*TASK DESCRIPTION*. Locate the line that contains "filename packages/server/tests/common/mod.rs" in the entries below, then repeat it and every following line through the line that contains "pub fn new(scheduler: MockSchedulerClient)", exactly, and no others.

*GIVEN RECORDS*.
........
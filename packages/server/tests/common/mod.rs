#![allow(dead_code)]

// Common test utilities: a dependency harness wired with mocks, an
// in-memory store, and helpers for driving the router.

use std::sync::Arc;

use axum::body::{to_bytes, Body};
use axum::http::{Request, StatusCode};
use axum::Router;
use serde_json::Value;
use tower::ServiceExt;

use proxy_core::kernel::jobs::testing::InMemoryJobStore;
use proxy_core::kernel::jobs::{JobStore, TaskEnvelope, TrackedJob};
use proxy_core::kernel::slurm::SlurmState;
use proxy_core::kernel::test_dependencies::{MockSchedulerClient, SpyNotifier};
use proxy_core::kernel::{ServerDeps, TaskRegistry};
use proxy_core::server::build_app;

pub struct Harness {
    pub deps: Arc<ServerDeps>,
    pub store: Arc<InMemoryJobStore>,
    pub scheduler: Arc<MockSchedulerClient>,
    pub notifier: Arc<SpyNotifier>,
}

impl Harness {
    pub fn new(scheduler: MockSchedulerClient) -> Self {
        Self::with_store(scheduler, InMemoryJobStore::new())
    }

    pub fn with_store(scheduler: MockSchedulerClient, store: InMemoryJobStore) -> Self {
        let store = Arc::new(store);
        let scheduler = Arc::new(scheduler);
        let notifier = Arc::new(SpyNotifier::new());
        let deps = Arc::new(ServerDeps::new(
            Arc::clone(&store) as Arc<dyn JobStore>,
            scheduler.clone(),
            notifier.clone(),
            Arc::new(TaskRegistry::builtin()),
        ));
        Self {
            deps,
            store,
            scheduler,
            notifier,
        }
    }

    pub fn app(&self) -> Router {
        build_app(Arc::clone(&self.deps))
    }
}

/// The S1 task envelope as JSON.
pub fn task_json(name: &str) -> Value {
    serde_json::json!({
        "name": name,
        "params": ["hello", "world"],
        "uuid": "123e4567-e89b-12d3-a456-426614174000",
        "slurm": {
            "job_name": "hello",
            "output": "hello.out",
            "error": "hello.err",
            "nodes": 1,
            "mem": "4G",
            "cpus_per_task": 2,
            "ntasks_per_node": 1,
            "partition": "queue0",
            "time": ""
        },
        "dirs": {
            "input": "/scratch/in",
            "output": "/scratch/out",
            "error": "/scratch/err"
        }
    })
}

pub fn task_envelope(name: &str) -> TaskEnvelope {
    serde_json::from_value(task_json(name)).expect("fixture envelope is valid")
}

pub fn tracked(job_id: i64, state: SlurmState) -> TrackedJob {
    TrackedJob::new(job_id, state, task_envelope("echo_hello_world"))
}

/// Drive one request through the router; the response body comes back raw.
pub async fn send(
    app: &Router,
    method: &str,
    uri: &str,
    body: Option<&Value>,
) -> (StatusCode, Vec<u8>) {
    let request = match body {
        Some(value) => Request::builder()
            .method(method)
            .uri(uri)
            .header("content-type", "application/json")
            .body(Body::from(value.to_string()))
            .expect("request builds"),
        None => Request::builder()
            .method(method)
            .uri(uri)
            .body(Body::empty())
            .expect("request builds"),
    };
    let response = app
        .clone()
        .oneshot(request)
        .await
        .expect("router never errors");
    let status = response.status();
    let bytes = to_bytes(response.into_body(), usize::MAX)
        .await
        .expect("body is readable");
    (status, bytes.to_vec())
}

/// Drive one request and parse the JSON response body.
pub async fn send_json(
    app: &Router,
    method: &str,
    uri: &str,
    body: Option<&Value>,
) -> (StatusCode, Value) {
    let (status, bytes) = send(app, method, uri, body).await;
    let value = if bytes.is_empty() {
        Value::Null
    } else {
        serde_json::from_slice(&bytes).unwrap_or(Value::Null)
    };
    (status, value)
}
........
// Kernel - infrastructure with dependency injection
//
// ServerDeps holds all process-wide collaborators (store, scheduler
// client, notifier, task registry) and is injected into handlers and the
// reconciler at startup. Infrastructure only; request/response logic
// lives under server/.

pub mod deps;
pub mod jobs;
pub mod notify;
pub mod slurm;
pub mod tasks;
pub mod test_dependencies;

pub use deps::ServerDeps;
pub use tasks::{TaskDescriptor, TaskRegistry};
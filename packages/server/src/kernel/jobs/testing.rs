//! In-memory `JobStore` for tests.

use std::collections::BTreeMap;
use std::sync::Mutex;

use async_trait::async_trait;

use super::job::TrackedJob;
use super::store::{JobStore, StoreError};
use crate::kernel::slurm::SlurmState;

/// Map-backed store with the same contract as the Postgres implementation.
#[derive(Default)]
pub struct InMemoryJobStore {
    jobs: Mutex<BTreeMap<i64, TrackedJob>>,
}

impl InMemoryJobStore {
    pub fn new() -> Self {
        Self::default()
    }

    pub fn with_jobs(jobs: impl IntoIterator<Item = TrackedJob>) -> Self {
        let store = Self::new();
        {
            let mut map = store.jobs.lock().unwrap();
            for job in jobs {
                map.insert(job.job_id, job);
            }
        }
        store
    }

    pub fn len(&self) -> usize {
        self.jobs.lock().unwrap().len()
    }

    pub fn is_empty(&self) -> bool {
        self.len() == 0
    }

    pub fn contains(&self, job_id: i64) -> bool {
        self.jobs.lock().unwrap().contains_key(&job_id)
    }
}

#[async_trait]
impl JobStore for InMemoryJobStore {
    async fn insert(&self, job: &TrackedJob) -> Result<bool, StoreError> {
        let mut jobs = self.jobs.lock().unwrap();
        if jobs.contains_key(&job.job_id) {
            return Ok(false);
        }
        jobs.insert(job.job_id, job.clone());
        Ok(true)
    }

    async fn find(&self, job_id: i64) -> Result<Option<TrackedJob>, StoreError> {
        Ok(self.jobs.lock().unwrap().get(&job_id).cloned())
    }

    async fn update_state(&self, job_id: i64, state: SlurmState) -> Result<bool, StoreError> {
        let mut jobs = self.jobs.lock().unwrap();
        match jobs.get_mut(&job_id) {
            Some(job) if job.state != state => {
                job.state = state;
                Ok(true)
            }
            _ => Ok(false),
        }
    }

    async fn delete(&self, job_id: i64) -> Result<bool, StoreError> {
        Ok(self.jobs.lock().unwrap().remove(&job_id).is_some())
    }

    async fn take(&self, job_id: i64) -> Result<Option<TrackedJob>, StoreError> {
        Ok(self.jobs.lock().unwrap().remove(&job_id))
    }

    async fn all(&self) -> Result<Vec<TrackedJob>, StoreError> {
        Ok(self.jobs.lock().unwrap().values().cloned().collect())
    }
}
........
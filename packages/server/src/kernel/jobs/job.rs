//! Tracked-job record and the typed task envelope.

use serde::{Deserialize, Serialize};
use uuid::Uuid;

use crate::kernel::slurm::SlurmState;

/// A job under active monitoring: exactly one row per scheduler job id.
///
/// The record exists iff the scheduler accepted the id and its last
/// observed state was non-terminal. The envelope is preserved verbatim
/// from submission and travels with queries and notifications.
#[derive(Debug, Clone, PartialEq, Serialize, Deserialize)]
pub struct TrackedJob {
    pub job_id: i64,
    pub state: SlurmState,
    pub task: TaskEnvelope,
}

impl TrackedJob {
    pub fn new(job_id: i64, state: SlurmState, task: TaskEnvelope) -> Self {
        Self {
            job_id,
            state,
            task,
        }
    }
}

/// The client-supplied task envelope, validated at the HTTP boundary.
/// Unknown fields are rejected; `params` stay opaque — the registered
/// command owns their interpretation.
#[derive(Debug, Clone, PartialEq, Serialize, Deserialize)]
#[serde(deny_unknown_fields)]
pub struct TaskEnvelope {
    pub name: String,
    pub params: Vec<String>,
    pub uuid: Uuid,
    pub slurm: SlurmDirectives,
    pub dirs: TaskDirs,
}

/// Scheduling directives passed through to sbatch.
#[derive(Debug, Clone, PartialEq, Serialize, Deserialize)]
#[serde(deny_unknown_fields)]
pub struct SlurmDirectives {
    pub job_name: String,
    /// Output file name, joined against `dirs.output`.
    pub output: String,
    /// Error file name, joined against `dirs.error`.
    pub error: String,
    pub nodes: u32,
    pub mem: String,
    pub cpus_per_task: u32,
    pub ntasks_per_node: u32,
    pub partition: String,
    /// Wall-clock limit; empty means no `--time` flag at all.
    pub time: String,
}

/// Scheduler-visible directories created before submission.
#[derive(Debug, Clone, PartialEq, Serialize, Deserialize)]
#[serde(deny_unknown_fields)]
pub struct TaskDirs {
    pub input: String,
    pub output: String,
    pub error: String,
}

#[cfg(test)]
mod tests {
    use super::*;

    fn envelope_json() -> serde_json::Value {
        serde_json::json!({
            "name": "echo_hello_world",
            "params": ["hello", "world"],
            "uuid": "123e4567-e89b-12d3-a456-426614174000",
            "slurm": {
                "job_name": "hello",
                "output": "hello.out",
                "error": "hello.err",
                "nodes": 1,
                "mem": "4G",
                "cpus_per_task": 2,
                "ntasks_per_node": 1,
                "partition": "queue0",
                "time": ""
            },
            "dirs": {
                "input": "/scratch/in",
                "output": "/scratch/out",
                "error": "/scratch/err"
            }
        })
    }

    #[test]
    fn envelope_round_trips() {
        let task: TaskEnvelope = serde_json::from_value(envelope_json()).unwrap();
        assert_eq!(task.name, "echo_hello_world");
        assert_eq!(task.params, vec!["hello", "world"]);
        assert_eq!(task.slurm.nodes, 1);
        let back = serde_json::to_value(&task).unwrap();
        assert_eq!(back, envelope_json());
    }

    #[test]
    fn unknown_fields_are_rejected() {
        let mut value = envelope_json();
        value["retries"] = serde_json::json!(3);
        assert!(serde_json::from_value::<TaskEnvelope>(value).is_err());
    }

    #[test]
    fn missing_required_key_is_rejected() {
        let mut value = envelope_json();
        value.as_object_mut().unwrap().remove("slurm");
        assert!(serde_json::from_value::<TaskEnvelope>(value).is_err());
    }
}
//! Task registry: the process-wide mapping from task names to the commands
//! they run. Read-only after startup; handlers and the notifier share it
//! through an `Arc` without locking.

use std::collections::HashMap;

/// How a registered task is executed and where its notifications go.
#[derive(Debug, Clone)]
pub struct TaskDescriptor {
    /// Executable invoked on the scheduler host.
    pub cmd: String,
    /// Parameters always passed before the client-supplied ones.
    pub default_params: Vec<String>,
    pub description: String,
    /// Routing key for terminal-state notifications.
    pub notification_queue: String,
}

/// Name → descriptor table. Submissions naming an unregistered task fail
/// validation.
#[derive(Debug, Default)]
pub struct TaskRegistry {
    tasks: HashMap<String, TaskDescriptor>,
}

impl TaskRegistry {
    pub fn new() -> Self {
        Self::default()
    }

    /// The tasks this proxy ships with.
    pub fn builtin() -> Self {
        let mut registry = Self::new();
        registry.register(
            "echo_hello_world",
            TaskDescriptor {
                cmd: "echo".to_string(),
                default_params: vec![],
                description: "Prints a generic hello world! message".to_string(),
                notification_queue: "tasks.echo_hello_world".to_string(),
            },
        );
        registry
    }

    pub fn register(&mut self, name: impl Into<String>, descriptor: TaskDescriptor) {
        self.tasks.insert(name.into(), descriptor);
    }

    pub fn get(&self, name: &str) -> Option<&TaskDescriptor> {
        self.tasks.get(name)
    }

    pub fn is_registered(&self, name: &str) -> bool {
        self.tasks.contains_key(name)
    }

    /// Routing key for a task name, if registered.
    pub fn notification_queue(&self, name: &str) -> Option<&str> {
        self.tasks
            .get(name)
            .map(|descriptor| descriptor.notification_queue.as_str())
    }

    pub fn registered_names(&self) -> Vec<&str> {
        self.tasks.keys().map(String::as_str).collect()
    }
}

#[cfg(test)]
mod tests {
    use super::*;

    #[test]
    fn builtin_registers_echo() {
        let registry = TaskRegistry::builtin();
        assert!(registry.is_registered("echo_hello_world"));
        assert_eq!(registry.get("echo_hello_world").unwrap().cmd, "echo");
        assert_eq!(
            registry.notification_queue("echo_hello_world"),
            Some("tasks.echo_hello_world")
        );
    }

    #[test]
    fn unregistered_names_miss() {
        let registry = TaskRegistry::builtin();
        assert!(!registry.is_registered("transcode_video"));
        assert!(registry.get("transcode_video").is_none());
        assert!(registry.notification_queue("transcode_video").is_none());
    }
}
........
*WRITTEN RESPONSE*.
filename packages/server/tests/common/mod.rs
#![allow(dead_code)]

// Common test utilities: a dependency harness wired with mocks, an
// in-memory store, and helpers for driving the router.

use std::sync::Arc;

use axum::body::{to_bytes, Body};
use axum::http::{Request, StatusCode};
use axum::Router;
use serde_json::Value;
use tower::ServiceExt;

use proxy_core::kernel::jobs::testing::InMemoryJobStore;
use proxy_core::kernel::jobs::{JobStore, TaskEnvelope, TrackedJob};
use proxy_core::kernel::slurm::SlurmState;
use proxy_core::kernel::test_dependencies::{MockSchedulerClient, SpyNotifier};
use proxy_core::kernel::{ServerDeps, TaskRegistry};
use proxy_core::server::build_app;

pub struct Harness {
    pub deps: Arc<ServerDeps>,
    pub store: Arc<InMemoryJobStore>,
    pub scheduler: Arc<MockSchedulerClient>,
    pub notifier: Arc<SpyNotifier>,
}

impl Harness {
    pub fn new(scheduler: MockSchedulerClient) -> Self {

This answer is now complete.